DIRECTIONS: Copy every line from the records below that carries the word "value".

(Data excerpts)
[Start of Attachment]

//! Chapter extraction from spine documents

use super::container::Container;
use super::xml::{collapse_whitespace, expand_empty_elements};
use crate::error::ResourceError;
use crate::types::{ManifestItem, PackageDocument, ParsedChapter, SpineItem};
use ego_tree::NodeRef;
use rayon::prelude::*;
use scraper::{ElementRef, Html, Node};
use serde::{Deserialize, Serialize};

/// How chapter bodies are rendered
#[derive(Debug, Clone, Copy, Serialize, Deserialize, PartialEq, Eq, Default)]
#[serde(rename_all = "snake_case")]
pub enum ContentMode {
    /// Serialized body markup
    #[default]
    Html,

    /// Text only, paragraphs separated by a blank line
    PlainText,
}

/// Elements dropped from the output entirely
const SKIPPED_ELEMENTS: &[&str] = &["script", "style", "noscript", "template"];

/// Elements serialized without a closing tag
const VOID_ELEMENTS: &[&str] = &[
    "area", "base", "br", "col", "embed", "hr", "img", "input", "link", "meta", "source", "track",
    "wbr",
];

/// Elements that start a new line in plain text output
const BLOCK_ELEMENTS: &[&str] = &[
    "address", "article", "aside", "blockquote", "br", "dd", "div", "dl", "dt", "figcaption",
    "figure", "footer", "h1", "h2", "h3", "h4", "h5", "h6", "header", "hr", "li", "main", "nav",
    "ol", "p", "pre", "section", "table", "tr", "ul",
];

const HEADINGS: &[&str] = &["h1", "h2", "h3", "h4", "h5", "h6"];

/// Turns spine documents into numbered chapters
#[derive(Debug, Clone)]
pub struct ContentExtractor {
    mode: ContentMode,
    filter_spine: bool,
    strict_sanitization: bool,
}

impl ContentExtractor {
    pub fn new() -> Self {
        Self {
            mode: ContentMode::default(),
            filter_spine: true,
            strict_sanitization: true,
        }
    }

    pub fn with_mode(mut self, mode: ContentMode) -> Self {
        self.mode = mode;
        self
    }

    /// Drop navigation, cover and non-linear spine entries before numbering
    pub fn with_spine_filtering(mut self, filter: bool) -> Self {
        self.filter_spine = filter;
        self
    }

    /// Strip event-handler attributes from retained markup
    pub fn with_strict_sanitization(mut self, strict: bool) -> Self {
        self.strict_sanitization = strict;
        self
    }

    /// Whether a spine entry is reading content rather than front matter
    fn is_chapter_entry(
        &self,
        package: &PackageDocument,
        spine: &SpineItem,
        item: &ManifestItem,
    ) -> bool {
        if !self.filter_spine {
            return true;
        }
        spine.linear
            && item.is_document()
            && !item.has_property("nav")
            && package.guide_cover.as_deref() != Some(item.id.as_str())
    }

    /// Manifest items that become chapters, in reading order
    pub fn chapter_items<'a>(&self, package: &'a PackageDocument) -> Vec<&'a ManifestItem> {
        package
            .spine_items()
            .filter(|(spine, item)| {
                let keep = self.is_chapter_entry(package, spine, item);
                if !keep {
                    tracing::debug!(id = %item.id, "Skipping non-chapter spine entry");
                }
                keep
            })
            .map(|(_, item)| item)
            .collect()
    }

    /// Extract every chapter. Resources are loaded in parallel; results are
    /// indexed by spine position so numbering never depends on completion order.
    pub fn extract(
        &self,
        container: &Container,
        package: &PackageDocument,
    ) -> (Vec<ParsedChapter>, Vec<ResourceError>) {
        let items = self.chapter_items(package);

        let results: Vec<(ParsedChapter, Option<ResourceError>)> = items
            .par_iter()
            .enumerate()
            .map(|(index, item)| self.extract_one(container, item, index as u32 + 1))
            .collect();

        let mut chapters = Vec::with_capacity(results.len());
        let mut warnings = Vec::new();
        for (chapter, warning) in results {
            if let Some(warning) = warning {
                warnings.push(warning);
            }
            chapters.push(chapter);
        }
        (chapters, warnings)
    }

    fn extract_one(
        &self,
        container: &Container,
        item: &ManifestItem,
        number: u32,
    ) -> (ParsedChapter, Option<ResourceError>) {
        let Some(data) = container.read(&item.path) else {
            tracing::warn!(id = %item.id, path = %item.path, "Chapter resource missing");
            let err = ResourceError::Missing {
                id: item.id.clone(),
                path: item.path.clone(),
            };
            return (ParsedChapter::placeholder(number), Some(err));
        };

        let Ok(markup) = std::str::from_utf8(data) else {
            tracing::warn!(id = %item.id, path = %item.path, "Chapter resource is not UTF-8");
            let err = ResourceError::Unreadable {
                id: item.id.clone(),
                path: item.path.clone(),
            };
            return (ParsedChapter::placeholder(number), Some(err));
        };

        let chapter = self.parse_chapter(markup, number);
        tracing::debug!(
            number,
            id = %item.id,
            title = %chapter.title,
            chars = chapter.content.len(),
            "Extracted chapter"
        );
        (chapter, None)
    }

    /// Derive title and content from one document
    pub fn parse_chapter(&self, markup: &str, number: u32) -> ParsedChapter {
        let markup = expand_empty_elements(markup, VOID_ELEMENTS);
        let document = Html::parse_document(&markup);
        let root = document.root_element();
        let body = root
            .descendants()
            .filter_map(ElementRef::wrap)
            .find(|el| el.value().name() == "body")
            .unwrap_or(root);

        let heading = body
            .descendants()
            .filter_map(ElementRef::wrap)
            .filter(|el| HEADINGS.contains(&el.value().name()))
            .map(|el| (el.id(), collapse_whitespace(&el.text().collect::<String>())))
            .find(|(_, text)| !text.is_empty());

        let (title, heading_id) = match heading {
            Some((id, text)) => (text, Some(id)),
            None => (ParsedChapter::fallback_title(number), None),
        };

        let content = match self.mode {
            ContentMode::Html => {
                let mut out = String::new();
                for child in body.children() {
                    self.write_html(child, heading_id, &mut out);
                }
                out.trim().to_string()
            }
            ContentMode::PlainText => {
                let mut out = String::new();
                for child in body.children() {
                    write_text(child, heading_id, &mut out);
                }
                normalize_text(&out)
            }
        };

        ParsedChapter::new(number, title, content)
    }

    /// Serialize a node as HTML, leaving out the title heading and skipped elements
    fn write_html(&self, node: NodeRef<'_, Node>, skip: Option<ego_tree::NodeId>, out: &mut String) {
        if Some(node.id()) == skip {
            return;
        }
        match node.value() {
            Node::Text(text) => out.push_str(&escape_text(text)),
            Node::Element(el) => {
                let name = el.name();
                if SKIPPED_ELEMENTS.contains(&name) {
                    return;
                }
                out.push('<');
                out.push_str(name);
                // Attribute storage order is not stable across parses
                let mut attrs: Vec<(&str, &str)> = el.attrs().collect();
                attrs.sort_unstable();
                for (attr, value) in attrs {
                    if self.strict_sanitization && attr.to_ascii_lowercase().starts_with("on") {
                        continue;
                    }
                    out.push(' ');
                    out.push_str(attr);
                    out.push_str("=\"");
                    out.push_str(&escape_attr(value));
                    out.push('"');
                }
                out.push('>');
                if VOID_ELEMENTS.contains(&name) {
                    return;
                }
                for child in node.children() {
                    self.write_html(child, skip, out);
                }
                out.push_str("</");
                out.push_str(name);
                out.push('>');
            }
            _ => {}
        }
    }
}

impl Default for ContentExtractor {
    fn default() -> Self {
        Self::new()
    }
}

/// Collect text with line breaks at block boundaries
fn write_text(node: NodeRef<'_, Node>, skip: Option<ego_tree::NodeId>, out: &mut String) {
    if Some(node.id()) == skip {
        return;
    }
    match node.value() {
        Node::Text(text) => out.push_str(text),
        Node::Element(el) => {
            let name = el.name();
            if SKIPPED_ELEMENTS.contains(&name) {
                return;
            }
            let block = BLOCK_ELEMENTS.contains(&name);
            if block {
                out.push('\n');
            }
            for child in node.children() {
                write_text(child, skip, out);
            }
            if block {
                out.push('\n');
            }
        }
        _ => {}
    }
}

/// One paragraph per non-blank line, separated by a blank line
fn normalize_text(raw: &str) -> String {
    raw.lines()
        .map(collapse_whitespace)
        .filter(|line| !line.is_empty())
        .collect::<Vec<_>>()
        .join("\n\n")
}

fn escape_text(s: &str) -> String {
    s.replace('&', "&amp;")
        .replace('<', "&lt;")
        .replace('>', "&gt;")
        .replace('\u{a0}', "&nbsp;")
}

fn escape_attr(s: &str) -> String {
    s.replace('&', "&amp;").replace('"', "&quot;")
}

#[cfg(test)]
mod tests {
    use super::*;
    use crate::decoder::package::parse_package;
    use crate::fixture::{xhtml, EpubFixture};

    fn parse(markup: &str, mode: ContentMode) -> ParsedChapter {
        ContentExtractor::new().with_mode(mode).parse_chapter(markup, 7)
    }

    #[test]
    fn test_title_from_first_heading() {
        let doc = String::from_utf8(xhtml(
            "Head title",
            "<div><h2>  The\n Arrival </h2></div><p>Body</p><h1>Later</h1>",
        ))
        .unwrap();
        let chapter = parse(&doc, ContentMode::Html);
        assert_eq!(chapter.number, 7);
        assert_eq!(chapter.title, "The Arrival");
        assert_eq!(chapter.content, "<div></div><p>Body</p><h1>Later</h1>");
    }

    #[test]
    fn test_fallback_title() {
        let doc = String::from_utf8(xhtml("Ignored", "<p>No heading here</p><h3> </h3>")).unwrap();
        let chapter = parse(&doc, ContentMode::Html);
        assert_eq!(chapter.title, "Chapter 7");
        assert_eq!(chapter.content, "<p>No heading here</p><h3> </h3>");
    }

    #[test]
    fn test_plain_text_paragraphs() {
        let doc = String::from_utf8(xhtml(
            "t",
            "<h1>Title</h1><p>First   line</p>\n<p>Second <em>line</em></p><br/>tail",
        ))
        .unwrap();
        let chapter = parse(&doc, ContentMode::PlainText);
        assert_eq!(chapter.title, "Title");
        assert_eq!(chapter.content, "First line\n\nSecond line\n\ntail");
    }

    #[test]
    fn test_html_sanitization() {
        let doc = String::from_utf8(xhtml(
            "t",
            r#"<p onclick="evil()" class="x">A &amp; B</p><script>alert(1)</script><img src="a.png" alt="q&quot;"/>"#,
        ))
        .unwrap();
        let chapter = parse(&doc, ContentMode::Html);
        assert_eq!(
            chapter.content,
            r#"<p class="x">A &amp; B</p><img alt="q&quot;" src="a.png">"#
        );

        let lenient = ContentExtractor::new()
            .with_strict_sanitization(false)
            .parse_chapter(&doc, 1);
        assert!(lenient.content.contains("onclick"));
        assert!(!lenient.content.contains("alert"));
    }

    #[test]
    fn test_empty_body() {
        let doc = String::from_utf8(xhtml("t", "")).unwrap();
        let chapter = parse(&doc, ContentMode::PlainText);
        assert_eq!(chapter.title, "Chapter 7");
        assert_eq!(chapter.content, "");
    }

    const SELF_CLOSED_HEAD: &str = concat!(
        r#"<?xml version="1.0" encoding="utf-8"?>"#,
        r#"<html xmlns="http://www.w3.org/1999/xhtml"><head><title/>"#,
        r#"<script type="text/javascript" src="a.js"/>"#,
        r#"<link rel="stylesheet" href="s.css"/></head>"#,
        r#"<body><h1>Real Title</h1><p>Body text</p></body></html>"#,
    );

    #[test]
    fn test_self_closed_head_elements() {
        let chapter = parse(SELF_CLOSED_HEAD, ContentMode::Html);
        assert_eq!(chapter.title, "Real Title");
        assert_eq!(chapter.content, "<p>Body text</p>");

        let text = parse(SELF_CLOSED_HEAD, ContentMode::PlainText);
        assert_eq!(text.content, "Body text");
    }

    #[test]
    fn test_self_closed_body_elements_keep_siblings() {
        let doc = String::from_utf8(xhtml(
            "t",
            r#"<h2>Sep</h2><div class="sep"/><p>A</p><p>B</p><a id="x"/><p>C<br/>D</p>"#,
        ))
        .unwrap();
        let chapter = parse(&doc, ContentMode::Html);
        assert_eq!(chapter.title, "Sep");
        assert_eq!(
            chapter.content,
            r#"<div class="sep"></div><p>A</p><p>B</p><a id="x"></a><p>C<br>D</p>"#
        );
    }

    fn open(fixture: EpubFixture) -> (Container, PackageDocument) {
        let data = fixture.build();
        let container = Container::open(&data).unwrap();
        let (package, _) =
            parse_package(container.package_path(), container.package_document()).unwrap();
        (container, package)
    }

    #[test]
    fn test_spine_filtering() {
        let (container, package) = open(
            EpubFixture::new("Book")
                .cover_page()
                .nav_document()
                .chapter("One", "<p>1</p>")
                .non_linear_chapter("Notes", "<p>n</p>")
                .chapter("Two", "<p>2</p>"),
        );

        let (chapters, warnings) = ContentExtractor::new().extract(&container, &package);
        assert!(warnings.is_empty());
        let summary: Vec<_> = chapters
            .iter()
            .map(|c| (c.number, c.title.as_str()))
            .collect();
        assert_eq!(summary, vec![(1, "One"), (2, "Two")]);

        let (unfiltered, _) = ContentExtractor::new()
            .with_spine_filtering(false)
            .extract(&container, &package);
        assert_eq!(unfiltered.len(), 5);
        assert_eq!(unfiltered[0].title, "Chapter 1");
        assert_eq!(unfiltered[4].number, 5);
    }

    #[test]
    fn test_missing_and_unreadable_resources_degrade() {
        let (container, package) = open(
            EpubFixture::new("Book")
                .chapter("One", "<p>1</p>")
                .missing_chapter()
                .raw_chapter(vec![0xff, 0xfe, 0x00, 0x80])
                .chapter("Four", "<p>4</p>"),
        );

        let (chapters, warnings) = ContentExtractor::new()
            .with_mode(ContentMode::PlainText)
            .extract(&container, &package);

        let summary: Vec<_> = chapters
            .iter()
            .map(|c| (c.number, c.title.as_str(), c.content.as_str()))
            .collect();
        assert_eq!(
            summary,
            vec![
                (1, "One", "1"),
                (2, "Chapter 2", ""),
                (3, "Chapter 3", ""),
                (4, "Four", "4"),
            ]
        );
        assert_eq!(warnings.len(), 2);
        assert!(matches!(warnings[0], ResourceError::Missing { ref id, .. } if id == "ch2"));
        assert!(matches!(warnings[1], ResourceError::Unreadable { ref id, .. } if id == "ch3"));
    }
}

[End of Attachment]

ANSWER TO THIS TASK:
            .find(|el| el.value().name() == "body")
            .filter(|el| HEADINGS.contains(&el.value().name()))
        match node.value() {
                for (attr, value) in attrs {
                    out.push_str(&escape_attr(value));
    match node.value() {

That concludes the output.